Study material section start

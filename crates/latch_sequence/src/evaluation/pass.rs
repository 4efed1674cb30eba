// pass.rs - Per-tick link/unlink of spawnable bindings
//
// A tick runs in fixed phases:
//   1. invalidation: changed or removed entities, and everything below them,
//      are queued for unlink; survivors are queued for relink
//   2. unlink: collect releases, then release them in a second loop
//   3. link: spawn every applicable index; disabled bindings queue releases
//   4. flush the releases queued by step 3
// Releases are always collected before any runs, so destruction never
// happens while entities are being walked.

use super::entity::{BindingEntities, EntityHandle, EntityTags};
use crate::ids::BindingId;
use crate::playback::PlaybackState;
use crate::sequence::{InstanceHandle, SequenceInstance};
use crate::spawn::{SpawnKey, SpawnOwnership, SpawnRegister};
use crate::time::EvaluationClock;

#[derive(Debug, Copy, Clone, PartialEq, Eq)]
enum ReleaseAction {
    Destroy,
    Forget,
}

#[derive(Debug, Copy, Clone)]
struct PendingRelease {
    key: SpawnKey,
    instance: InstanceHandle,
    action: ReleaseAction,
}

/// What one tick did.
#[derive(Debug, Clone, Default, PartialEq, Eq)]
pub struct PassReport {
    pub tick: u64,
    /// Entities unlinked.
    pub unlinked: usize,
    /// Entities linked.
    pub linked: usize,
    /// Keys holding a live object after linking.
    pub spawned: Vec<SpawnKey>,
    /// Keys that could not get an object this tick.
    pub failed: Vec<SpawnKey>,
    pub destroyed: Vec<SpawnKey>,
    pub forgotten: Vec<SpawnKey>,
    /// Keys left alone because an ancestor owns their lifetime.
    pub kept: Vec<SpawnKey>,
    pub overridden: usize,
    pub disabled: usize,
    /// Work dropped because its sequence instance was gone.
    pub dropped: usize,
    /// Entities removed at the end of the tick.
    pub removed: usize,
}

#[derive(Debug, Default)]
pub struct SpawnablesPass {
    clock: EvaluationClock,
    pending: Vec<PendingRelease>,
}

impl SpawnablesPass {
    pub fn new(clock: EvaluationClock) -> Self {
        Self {
            clock,
            pending: Vec::new(),
        }
    }

    pub fn clock(&self) -> &EvaluationClock {
        &self.clock
    }

    pub fn run(
        &mut self,
        entities: &mut BindingEntities,
        register: &mut dyn SpawnRegister,
        state: &mut PlaybackState<'_>,
    ) -> PassReport {
        let tick = self.clock.advance_tick();
        let span = tracing::info_span!("spawnables_pass", tick);
        let _enter = span.enter();

        let mut report = PassReport {
            tick,
            ..PassReport::default()
        };
        let (to_unlink, to_link) = invalidate(entities);

        for handle in to_unlink {
            self.unlink(handle, entities, &*register, state, &mut report);
        }
        self.flush(register, state, &mut report);

        for handle in to_link {
            self.link(handle, entities, register, state, &mut report);
        }
        self.flush(register, state, &mut report);

        entities.clear_transient_tags();
        report.removed = entities.remove_pending().len();

        tracing::debug!(
            unlinked = report.unlinked,
            linked = report.linked,
            destroyed = report.destroyed.len(),
            kept = report.kept.len(),
            "spawnables pass complete"
        );
        report
    }

    fn unlink(
        &mut self,
        handle: EntityHandle,
        entities: &BindingEntities,
        register: &dyn SpawnRegister,
        state: &PlaybackState<'_>,
        report: &mut PassReport,
    ) {
        let Some(entity) = entities.get(handle) else {
            return;
        };
        let Some(instance) = state.instances.get(entity.instance) else {
            tracing::trace!(entity = %handle, "sequence instance gone; dropping unlink");
            report.dropped += 1;
            return;
        };
        report.unlinked += 1;
        self.queue_releases(entity.binding_id, entity.instance, instance, register, report);
    }

    fn link(
        &mut self,
        handle: EntityHandle,
        entities: &mut BindingEntities,
        register: &mut dyn SpawnRegister,
        state: &mut PlaybackState<'_>,
        report: &mut PassReport,
    ) {
        let Some(entity) = entities.get(handle) else {
            return;
        };
        let (binding_id, instance_handle, active) =
            (entity.binding_id, entity.instance, entity.active);
        let instances = state.instances;
        let Some(instance) = instances.get(instance_handle) else {
            tracing::trace!(entity = %handle, "sequence instance gone; dropping link");
            report.dropped += 1;
            return;
        };

        if state.is_overridden(binding_id, instance.id) {
            tracing::trace!(binding = %binding_id, instance = %instance.id, "binding overridden");
            report.overridden += 1;
            return;
        }
        if !active {
            report.disabled += 1;
            self.queue_releases(binding_id, instance_handle, instance, &*register, report);
            return;
        }

        let sequences = state.sequences;
        let Some(sequence) = sequences.get(instance.sequence) else {
            tracing::trace!(sequence = %instance.sequence, "unknown sequence");
            return;
        };
        let mut resolved_any = false;
        for index in sequence.spawnable_indices(binding_id, state) {
            let key = SpawnKey::new(binding_id, instance.id, index);
            match register.spawn_object(binding_id, instance.sequence, instance.id, index, state) {
                Some(_) => {
                    report.spawned.push(key);
                    resolved_any = true;
                }
                None => report.failed.push(key),
            }
        }
        report.linked += 1;

        if resolved_any {
            if let Some(entity) = entities.get_mut(handle) {
                entity.tags.insert(EntityTags::RESOLUTION_STALE);
            }
        }
    }

    // Registered keys cover legacy and multi-reference bindings alike,
    // including indices whose reference has since been removed.
    fn queue_releases(
        &mut self,
        binding_id: BindingId,
        instance_handle: InstanceHandle,
        instance: &SequenceInstance,
        register: &dyn SpawnRegister,
        report: &mut PassReport,
    ) {
        for key in register.keys_for(binding_id, instance.id) {
            let ownership = register
                .entry(&key)
                .map(|entry| entry.ownership)
                .unwrap_or_default();
            if instance.is_finished_sub_sequence() && ownership != SpawnOwnership::InnerSequence {
                tracing::trace!(%key, ?ownership, "kept by ancestor");
                report.kept.push(key);
                continue;
            }
            let action = match ownership {
                SpawnOwnership::External => ReleaseAction::Forget,
                _ => ReleaseAction::Destroy,
            };
            self.pending.push(PendingRelease {
                key,
                instance: instance_handle,
                action,
            });
        }
    }

    fn flush(
        &mut self,
        register: &mut dyn SpawnRegister,
        state: &mut PlaybackState<'_>,
        report: &mut PassReport,
    ) {
        for release in self.pending.drain(..) {
            if state.instances.get(release.instance).is_none() {
                tracing::trace!(key = %release.key, "sequence instance gone; dropping release");
                report.dropped += 1;
                continue;
            }
            match release.action {
                ReleaseAction::Destroy => {
                    if register.destroy_spawned_object(&release.key, state) {
                        report.destroyed.push(release.key);
                    }
                }
                ReleaseAction::Forget => {
                    if register.forget_spawned_object(&release.key).is_some() {
                        report.forgotten.push(release.key);
                    }
                }
            }
        }
    }
}

/// Tag changed and removed entities plus their descendants, then build the
/// unlink and link queues in slot order.
fn invalidate(entities: &mut BindingEntities) -> (Vec<EntityHandle>, Vec<EntityHandle>) {
    let handles = entities.handles();
    for &handle in &handles {
        let Some(tags) = entities.get(handle).map(|entity| entity.tags) else {
            continue;
        };
        if !tags.intersects(EntityTags::DATA_CHANGED | EntityTags::PENDING_REMOVAL) {
            continue;
        }
        let removing = tags.contains(EntityTags::PENDING_REMOVAL);
        let follow_up = if removing {
            EntityTags::PENDING_REMOVAL
        } else {
            EntityTags::NEEDS_LINK
        };
        if let Some(entity) = entities.get_mut(handle) {
            entity.tags.insert(EntityTags::NEEDS_UNLINK);
            if !removing {
                entity.tags.insert(EntityTags::NEEDS_LINK);
            }
        }
        for child in entities.descendants(handle) {
            if let Some(entity) = entities.get_mut(child) {
                entity.tags.insert(EntityTags::NEEDS_UNLINK | follow_up);
            }
        }
    }

    let mut to_unlink = Vec::new();
    let mut to_link = Vec::new();
    for handle in handles {
        let Some(tags) = entities.get(handle).map(|entity| entity.tags) else {
            continue;
        };
        if !tags.contains(EntityTags::SPAWNABLE) {
            continue;
        }
        if tags.contains(EntityTags::NEEDS_UNLINK) {
            to_unlink.push(handle);
        }
        if tags.contains(EntityTags::NEEDS_LINK) && !tags.contains(EntityTags::PENDING_REMOVAL) {
            to_link.push(handle);
        }
    }
    (to_unlink, to_link)
}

Study material section end

• **Exercise aim**: Your output must be the lines of the material above, from the first through the line that contains "1. invalidation: changed", copied exactly. Include both endpoints and nothing else.

• **Solution to this problem**:
filename crates/latch_sequence/src/evaluation/pass.rs
repository 4efed1674cb30eba
// pass.rs - Per-tick link/unlink of spawnable bindings
//
// A tick runs in fixed phases:
//   1. invalidation: changed or removed entities, and everything below them,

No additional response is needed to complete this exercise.